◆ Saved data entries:
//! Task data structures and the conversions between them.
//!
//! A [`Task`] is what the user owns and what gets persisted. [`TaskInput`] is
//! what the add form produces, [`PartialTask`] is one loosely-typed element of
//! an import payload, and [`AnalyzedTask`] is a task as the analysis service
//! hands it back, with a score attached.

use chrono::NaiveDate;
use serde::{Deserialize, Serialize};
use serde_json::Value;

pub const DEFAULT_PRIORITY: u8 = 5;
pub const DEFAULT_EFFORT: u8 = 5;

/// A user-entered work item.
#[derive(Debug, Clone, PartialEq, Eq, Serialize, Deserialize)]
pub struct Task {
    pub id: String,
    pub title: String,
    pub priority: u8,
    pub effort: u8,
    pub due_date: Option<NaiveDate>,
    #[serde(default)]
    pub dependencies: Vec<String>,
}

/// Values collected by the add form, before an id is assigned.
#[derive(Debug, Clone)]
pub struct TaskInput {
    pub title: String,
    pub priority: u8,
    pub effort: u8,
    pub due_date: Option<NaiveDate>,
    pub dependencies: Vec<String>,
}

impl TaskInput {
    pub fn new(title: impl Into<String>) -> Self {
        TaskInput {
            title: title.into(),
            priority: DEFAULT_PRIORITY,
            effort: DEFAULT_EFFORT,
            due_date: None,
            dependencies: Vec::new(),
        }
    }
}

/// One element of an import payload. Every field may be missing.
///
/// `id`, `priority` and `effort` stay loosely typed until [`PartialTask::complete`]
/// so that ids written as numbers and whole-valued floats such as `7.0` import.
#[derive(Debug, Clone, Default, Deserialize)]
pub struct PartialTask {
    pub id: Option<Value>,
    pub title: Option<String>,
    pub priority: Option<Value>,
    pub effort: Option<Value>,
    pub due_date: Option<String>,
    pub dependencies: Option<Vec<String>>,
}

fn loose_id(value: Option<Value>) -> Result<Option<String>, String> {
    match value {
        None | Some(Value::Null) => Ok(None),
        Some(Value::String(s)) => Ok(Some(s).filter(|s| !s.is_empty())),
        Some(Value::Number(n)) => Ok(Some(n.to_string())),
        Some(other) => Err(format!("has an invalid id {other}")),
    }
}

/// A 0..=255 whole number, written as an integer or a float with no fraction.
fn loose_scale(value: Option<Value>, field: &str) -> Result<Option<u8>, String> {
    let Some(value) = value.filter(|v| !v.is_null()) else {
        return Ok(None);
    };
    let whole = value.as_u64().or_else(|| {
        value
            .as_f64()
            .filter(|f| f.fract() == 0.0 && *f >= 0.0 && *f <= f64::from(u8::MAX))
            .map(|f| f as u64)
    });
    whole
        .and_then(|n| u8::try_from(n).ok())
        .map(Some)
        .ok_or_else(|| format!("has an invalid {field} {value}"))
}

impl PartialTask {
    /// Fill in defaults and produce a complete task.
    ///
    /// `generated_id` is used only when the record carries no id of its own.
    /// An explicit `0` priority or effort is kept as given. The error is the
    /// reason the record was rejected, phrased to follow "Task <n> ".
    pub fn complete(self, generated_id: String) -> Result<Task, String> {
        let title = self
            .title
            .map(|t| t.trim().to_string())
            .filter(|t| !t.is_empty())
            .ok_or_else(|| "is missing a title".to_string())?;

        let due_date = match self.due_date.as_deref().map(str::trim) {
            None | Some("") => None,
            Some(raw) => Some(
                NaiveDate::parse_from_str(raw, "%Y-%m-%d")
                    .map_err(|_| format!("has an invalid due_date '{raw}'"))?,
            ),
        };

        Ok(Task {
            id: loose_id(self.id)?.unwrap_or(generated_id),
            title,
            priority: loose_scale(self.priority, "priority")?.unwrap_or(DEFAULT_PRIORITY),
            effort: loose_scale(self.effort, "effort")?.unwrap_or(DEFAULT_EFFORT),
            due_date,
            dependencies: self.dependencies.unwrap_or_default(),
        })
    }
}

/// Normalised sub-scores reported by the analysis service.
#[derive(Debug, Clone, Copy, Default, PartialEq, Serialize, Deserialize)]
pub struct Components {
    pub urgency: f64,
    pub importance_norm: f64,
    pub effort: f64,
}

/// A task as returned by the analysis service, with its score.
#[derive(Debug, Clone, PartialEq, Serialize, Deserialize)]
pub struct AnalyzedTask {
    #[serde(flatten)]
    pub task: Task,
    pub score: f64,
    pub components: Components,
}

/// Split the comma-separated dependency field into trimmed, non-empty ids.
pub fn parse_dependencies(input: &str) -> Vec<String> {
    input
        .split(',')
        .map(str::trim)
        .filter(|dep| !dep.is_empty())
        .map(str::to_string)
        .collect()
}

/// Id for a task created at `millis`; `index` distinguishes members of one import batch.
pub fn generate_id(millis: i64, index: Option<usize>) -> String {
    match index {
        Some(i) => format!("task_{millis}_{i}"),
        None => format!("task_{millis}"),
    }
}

...

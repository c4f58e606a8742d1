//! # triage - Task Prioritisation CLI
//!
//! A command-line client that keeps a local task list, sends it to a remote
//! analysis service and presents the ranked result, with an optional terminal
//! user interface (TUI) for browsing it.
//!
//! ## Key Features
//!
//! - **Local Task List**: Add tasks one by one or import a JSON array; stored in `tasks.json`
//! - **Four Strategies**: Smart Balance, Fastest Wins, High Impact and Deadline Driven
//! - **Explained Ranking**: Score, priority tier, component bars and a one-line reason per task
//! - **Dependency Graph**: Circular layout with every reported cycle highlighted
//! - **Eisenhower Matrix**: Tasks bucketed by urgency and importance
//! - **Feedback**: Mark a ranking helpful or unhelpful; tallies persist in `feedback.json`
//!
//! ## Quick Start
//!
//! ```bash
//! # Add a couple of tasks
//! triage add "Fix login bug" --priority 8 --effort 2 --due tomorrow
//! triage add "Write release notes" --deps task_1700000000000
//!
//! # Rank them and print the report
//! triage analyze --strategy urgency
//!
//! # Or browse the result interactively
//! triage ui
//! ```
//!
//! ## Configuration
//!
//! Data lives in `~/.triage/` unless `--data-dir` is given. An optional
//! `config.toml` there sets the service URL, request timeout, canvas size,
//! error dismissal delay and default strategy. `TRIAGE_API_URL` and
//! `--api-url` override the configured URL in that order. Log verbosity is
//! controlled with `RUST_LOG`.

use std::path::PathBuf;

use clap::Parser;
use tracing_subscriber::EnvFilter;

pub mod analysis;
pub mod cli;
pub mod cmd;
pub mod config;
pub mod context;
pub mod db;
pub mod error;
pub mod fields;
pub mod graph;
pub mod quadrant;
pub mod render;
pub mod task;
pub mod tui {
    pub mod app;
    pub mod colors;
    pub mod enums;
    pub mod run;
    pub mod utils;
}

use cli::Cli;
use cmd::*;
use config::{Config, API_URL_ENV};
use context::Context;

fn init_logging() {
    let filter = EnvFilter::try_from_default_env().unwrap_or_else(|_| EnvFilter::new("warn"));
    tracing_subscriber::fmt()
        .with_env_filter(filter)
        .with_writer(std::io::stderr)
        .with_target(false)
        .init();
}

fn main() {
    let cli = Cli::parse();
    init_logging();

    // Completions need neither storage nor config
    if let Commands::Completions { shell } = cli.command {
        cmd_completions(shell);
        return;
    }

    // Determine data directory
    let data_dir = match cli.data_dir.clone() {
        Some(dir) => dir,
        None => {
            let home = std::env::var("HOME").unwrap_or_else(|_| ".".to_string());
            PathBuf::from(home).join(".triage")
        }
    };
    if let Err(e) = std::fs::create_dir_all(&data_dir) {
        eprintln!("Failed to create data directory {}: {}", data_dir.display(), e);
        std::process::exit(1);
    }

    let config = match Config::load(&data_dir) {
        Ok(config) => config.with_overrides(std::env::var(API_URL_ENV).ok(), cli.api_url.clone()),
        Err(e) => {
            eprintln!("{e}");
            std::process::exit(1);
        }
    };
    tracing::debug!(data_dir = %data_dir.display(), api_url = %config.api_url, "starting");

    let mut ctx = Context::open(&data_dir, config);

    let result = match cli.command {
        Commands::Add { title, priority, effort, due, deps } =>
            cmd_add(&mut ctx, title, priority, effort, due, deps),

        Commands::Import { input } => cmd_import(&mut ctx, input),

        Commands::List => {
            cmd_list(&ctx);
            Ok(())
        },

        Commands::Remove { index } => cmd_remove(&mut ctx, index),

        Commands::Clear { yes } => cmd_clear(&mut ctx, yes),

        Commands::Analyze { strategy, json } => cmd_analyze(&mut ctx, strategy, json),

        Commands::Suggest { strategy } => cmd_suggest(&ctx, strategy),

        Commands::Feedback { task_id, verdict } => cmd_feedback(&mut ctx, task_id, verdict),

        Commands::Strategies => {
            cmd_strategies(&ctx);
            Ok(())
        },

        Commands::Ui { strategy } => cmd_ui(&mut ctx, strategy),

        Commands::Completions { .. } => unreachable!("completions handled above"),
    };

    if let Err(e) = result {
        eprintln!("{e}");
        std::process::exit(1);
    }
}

* * *

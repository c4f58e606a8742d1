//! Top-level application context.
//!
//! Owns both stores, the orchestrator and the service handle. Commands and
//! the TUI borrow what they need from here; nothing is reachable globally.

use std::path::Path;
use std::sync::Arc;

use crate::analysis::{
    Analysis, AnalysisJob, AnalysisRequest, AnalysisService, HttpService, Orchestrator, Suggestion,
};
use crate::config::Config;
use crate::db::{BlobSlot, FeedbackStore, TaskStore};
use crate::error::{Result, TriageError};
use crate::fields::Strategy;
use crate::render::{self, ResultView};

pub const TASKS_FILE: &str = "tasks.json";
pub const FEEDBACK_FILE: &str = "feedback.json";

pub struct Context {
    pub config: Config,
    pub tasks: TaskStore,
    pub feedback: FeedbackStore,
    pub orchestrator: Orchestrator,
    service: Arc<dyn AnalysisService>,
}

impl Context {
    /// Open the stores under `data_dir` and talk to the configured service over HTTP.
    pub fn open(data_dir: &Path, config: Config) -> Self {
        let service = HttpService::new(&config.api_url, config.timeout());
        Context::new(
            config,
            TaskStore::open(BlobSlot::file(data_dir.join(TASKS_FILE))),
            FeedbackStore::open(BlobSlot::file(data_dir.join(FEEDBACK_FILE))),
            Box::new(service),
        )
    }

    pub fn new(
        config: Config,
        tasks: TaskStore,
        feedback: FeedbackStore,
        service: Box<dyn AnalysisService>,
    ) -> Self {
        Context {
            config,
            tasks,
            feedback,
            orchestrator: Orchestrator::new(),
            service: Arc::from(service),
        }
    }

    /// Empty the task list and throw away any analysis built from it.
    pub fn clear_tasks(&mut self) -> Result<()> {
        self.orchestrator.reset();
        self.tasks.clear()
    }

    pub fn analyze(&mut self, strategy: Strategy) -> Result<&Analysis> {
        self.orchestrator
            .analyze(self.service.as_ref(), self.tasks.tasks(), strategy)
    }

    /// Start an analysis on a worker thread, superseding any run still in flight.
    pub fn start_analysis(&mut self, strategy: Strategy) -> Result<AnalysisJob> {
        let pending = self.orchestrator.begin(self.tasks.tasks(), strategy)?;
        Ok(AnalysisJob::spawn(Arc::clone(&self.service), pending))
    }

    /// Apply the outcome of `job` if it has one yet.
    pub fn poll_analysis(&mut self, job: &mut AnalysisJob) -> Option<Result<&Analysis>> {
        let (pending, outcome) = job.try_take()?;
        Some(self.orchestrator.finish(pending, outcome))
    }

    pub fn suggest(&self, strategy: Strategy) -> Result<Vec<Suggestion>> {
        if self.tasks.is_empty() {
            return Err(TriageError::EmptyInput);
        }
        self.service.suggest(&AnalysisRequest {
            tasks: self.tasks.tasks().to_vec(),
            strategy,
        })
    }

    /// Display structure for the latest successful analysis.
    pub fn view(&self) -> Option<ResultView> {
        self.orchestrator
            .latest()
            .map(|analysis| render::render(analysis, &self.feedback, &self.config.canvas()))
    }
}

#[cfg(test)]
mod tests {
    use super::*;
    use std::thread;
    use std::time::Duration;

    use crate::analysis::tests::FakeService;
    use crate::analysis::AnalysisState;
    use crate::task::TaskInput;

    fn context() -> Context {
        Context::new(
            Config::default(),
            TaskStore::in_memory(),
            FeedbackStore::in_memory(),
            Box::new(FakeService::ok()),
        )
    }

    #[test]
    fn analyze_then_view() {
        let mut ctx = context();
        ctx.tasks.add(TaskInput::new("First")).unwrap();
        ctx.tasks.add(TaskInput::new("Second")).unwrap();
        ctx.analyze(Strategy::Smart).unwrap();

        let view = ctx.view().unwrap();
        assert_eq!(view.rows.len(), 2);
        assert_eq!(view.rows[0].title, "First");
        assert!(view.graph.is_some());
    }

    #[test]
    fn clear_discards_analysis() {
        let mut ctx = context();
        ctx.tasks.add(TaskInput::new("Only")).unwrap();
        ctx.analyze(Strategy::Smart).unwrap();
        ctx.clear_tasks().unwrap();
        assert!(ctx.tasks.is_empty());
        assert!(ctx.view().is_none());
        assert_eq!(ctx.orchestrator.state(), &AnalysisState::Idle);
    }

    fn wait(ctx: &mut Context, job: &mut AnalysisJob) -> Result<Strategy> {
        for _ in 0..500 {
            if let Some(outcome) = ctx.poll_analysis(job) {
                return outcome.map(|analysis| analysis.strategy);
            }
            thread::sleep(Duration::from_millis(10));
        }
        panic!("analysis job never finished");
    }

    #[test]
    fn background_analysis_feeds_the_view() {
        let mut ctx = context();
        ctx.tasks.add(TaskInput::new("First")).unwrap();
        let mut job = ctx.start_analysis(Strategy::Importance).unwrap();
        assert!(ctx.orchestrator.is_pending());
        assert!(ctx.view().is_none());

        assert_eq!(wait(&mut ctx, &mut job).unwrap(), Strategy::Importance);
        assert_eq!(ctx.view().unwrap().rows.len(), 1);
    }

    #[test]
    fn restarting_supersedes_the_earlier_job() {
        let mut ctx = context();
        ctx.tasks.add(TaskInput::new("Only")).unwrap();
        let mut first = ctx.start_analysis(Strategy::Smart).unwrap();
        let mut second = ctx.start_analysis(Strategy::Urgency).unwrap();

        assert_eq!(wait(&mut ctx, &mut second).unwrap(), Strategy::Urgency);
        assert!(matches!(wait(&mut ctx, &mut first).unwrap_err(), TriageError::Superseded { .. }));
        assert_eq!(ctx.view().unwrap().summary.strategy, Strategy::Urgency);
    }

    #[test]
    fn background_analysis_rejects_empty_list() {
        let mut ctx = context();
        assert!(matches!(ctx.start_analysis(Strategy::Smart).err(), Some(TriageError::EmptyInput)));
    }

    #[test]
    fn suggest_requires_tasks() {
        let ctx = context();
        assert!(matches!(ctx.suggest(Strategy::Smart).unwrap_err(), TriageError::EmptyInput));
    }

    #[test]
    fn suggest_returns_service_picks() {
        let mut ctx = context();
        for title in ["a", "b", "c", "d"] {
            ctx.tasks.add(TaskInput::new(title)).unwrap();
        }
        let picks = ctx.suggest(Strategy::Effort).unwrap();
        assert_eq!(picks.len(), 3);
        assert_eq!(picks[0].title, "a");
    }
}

◆ ASSIGNMENT: There is a line with "conversions between them." and a line with "as the analysis service" above. Copy exactly those two lines and all lines between them, with nothing else.

◆ TASK ANSWER:
//! Task data structures and the conversions between them.
//!
//! A [`Task`] is what the user owns and what gets persisted. [`TaskInput`] is
//! what the add form produces, [`PartialTask`] is one loosely-typed element of
//! an import payload, and [`AnalyzedTask`] is a task as the analysis service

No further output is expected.